## Description of the task
Retype everything in the entries that follow, exactly as shown.
◇ ◇ ◇ ◇
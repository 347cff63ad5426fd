//! Script type → C++ type translation.

use std::collections::BTreeSet;

use gdcpp_core::conventions::{ARRAY_TYPE_SUFFIX, ENUM_TYPE_SUFFIX, VARIANT_TYPE_NAME};
use gdcpp_core::variant::variant_type_constant;

/// Native name of an enum type (`Player.Stateenum` → `Player::State`), or `None` if `ty` is not an enum type.
pub fn enum_type_name(ty: &str) -> Option<String> {
    ty.strip_suffix(ENUM_TYPE_SUFFIX).filter(|name| !name.is_empty()).map(|name| name.replace('.', "::"))
}

/// Translates script types and records every class used through an owning handle.
#[derive(Debug, Default)]
pub struct TypeTranslator {
    use_floats: bool,
    used_types: BTreeSet<String>,
}

impl TypeTranslator {
    pub fn new(use_floats: bool) -> Self {
        Self { use_floats, used_types: BTreeSet::new() }
    }

    /// Translate a declared type; an absent type is `void`.
    pub fn translate(&mut self, ty: Option<&str>) -> String {
        match ty {
            None => "void".to_string(),
            Some(ty) => self.translate_named(ty),
        }
    }

    /// Translate the type of a member or parameter; an absent type is `Variant`.
    pub fn translate_value(&mut self, ty: Option<&str>) -> String {
        match ty {
            None => VARIANT_TYPE_NAME.to_string(),
            Some(ty) => self.translate_named(ty),
        }
    }

    /// Translate the type of a local or loop variable; an absent type is `auto`.
    pub fn translate_local(&mut self, ty: Option<&str>) -> String {
        match ty {
            None => "auto".to_string(),
            Some(ty) => self.translate_named(ty),
        }
    }

    /// Record a class that needs its header included.
    pub fn mark_used(&mut self, ty: &str) {
        self.used_types.insert(ty.to_string());
    }

    /// Classes used through an owning handle or as a base class, sorted.
    pub fn used_types(&self) -> &BTreeSet<String> {
        &self.used_types
    }

    fn translate_named(&mut self, ty: &str) -> String {
        if ty == VARIANT_TYPE_NAME {
            return ty.to_string();
        }
        if ty == "string" {
            return "String".to_string();
        }
        if ty.ends_with(ARRAY_TYPE_SUFFIX) {
            return "Array".to_string();
        }
        if let Some(name) = enum_type_name(ty) {
            return name;
        }
        if ty == "float" {
            return if self.use_floats { "float" } else { "double" }.to_string();
        }
        if variant_type_constant(ty).is_some() {
            return ty.to_string();
        }
        self.mark_used(ty);
        format!("Ref<{ty}>")
    }
}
◇ ◇ ◇ ◇
## Your solution
repository 347cff63ad5426fd
//! Script type → C++ type translation.

use std::collections::BTreeSet;

use gdcpp_core::conventions::{ARRAY_TYPE_SUFFIX, ENUM_TYPE_SUFFIX, VARIANT_TYPE_NAME};
use gdcpp_core::variant::variant_type_constant;

/// Native name of an enum type (`Player.Stateenum` → `Player::State`), or `None` if `ty` is not an enum type.
pub fn enum_type_name(ty: &str) -> Option<String> {
    ty.strip_suffix(ENUM_TYPE_SUFFIX).filter(|name| !name.is_empty()).map(|name| name.replace('.', "::"))
}

/// Translates script types and records every class used through an owning handle.
#[derive(Debug, Default)]
pub struct TypeTranslator {
    use_floats: bool,
    used_types: BTreeSet<String>,
}

impl TypeTranslator {
    pub fn new(use_floats: bool) -> Self {
        Self { use_floats, used_types: BTreeSet::new() }
    }

    /// Translate a declared type; an absent type is `void`.
    pub fn translate(&mut self, ty: Option<&str>) -> String {
        match ty {
            None => "void".to_string(),
            Some(ty) => self.translate_named(ty),
        }
    }

    /// Translate the type of a member or parameter; an absent type is `Variant`.
    pub fn translate_value(&mut self, ty: Option<&str>) -> String {
        match ty {
            None => VARIANT_TYPE_NAME.to_string(),
            Some(ty) => self.translate_named(ty),
        }
    }

    /// Translate the type of a local or loop variable; an absent type is `auto`.
    pub fn translate_local(&mut self, ty: Option<&str>) -> String {
        match ty {
            None => "auto".to_string(),
            Some(ty) => self.translate_named(ty),
        }
    }

    /// Record a class that needs its header included.
    pub fn mark_used(&mut self, ty: &str) {
        self.used_types.insert(ty.to_string());
    }

    /// Classes used through an owning handle or as a base class, sorted.
    pub fn used_types(&self) -> &BTreeSet<String> {
        &self.used_types
    }

    fn translate_named(&mut self, ty: &str) -> String {
        if ty == VARIANT_TYPE_NAME {
            return ty.to_string();
        }
        if ty == "string" {
            return "String".to_string();
        }
        if ty.ends_with(ARRAY_TYPE_SUFFIX) {
            return "Array".to_string();
        }
        if let Some(name) = enum_type_name(ty) {
            return name;
        }
        if ty == "float" {
            return if self.use_floats { "float" } else { "double" }.to_string();
        }
        if variant_type_constant(ty).is_some() {
            return ty.to_string();
        }
        self.mark_used(ty);
        format!("Ref<{ty}>")
    }
}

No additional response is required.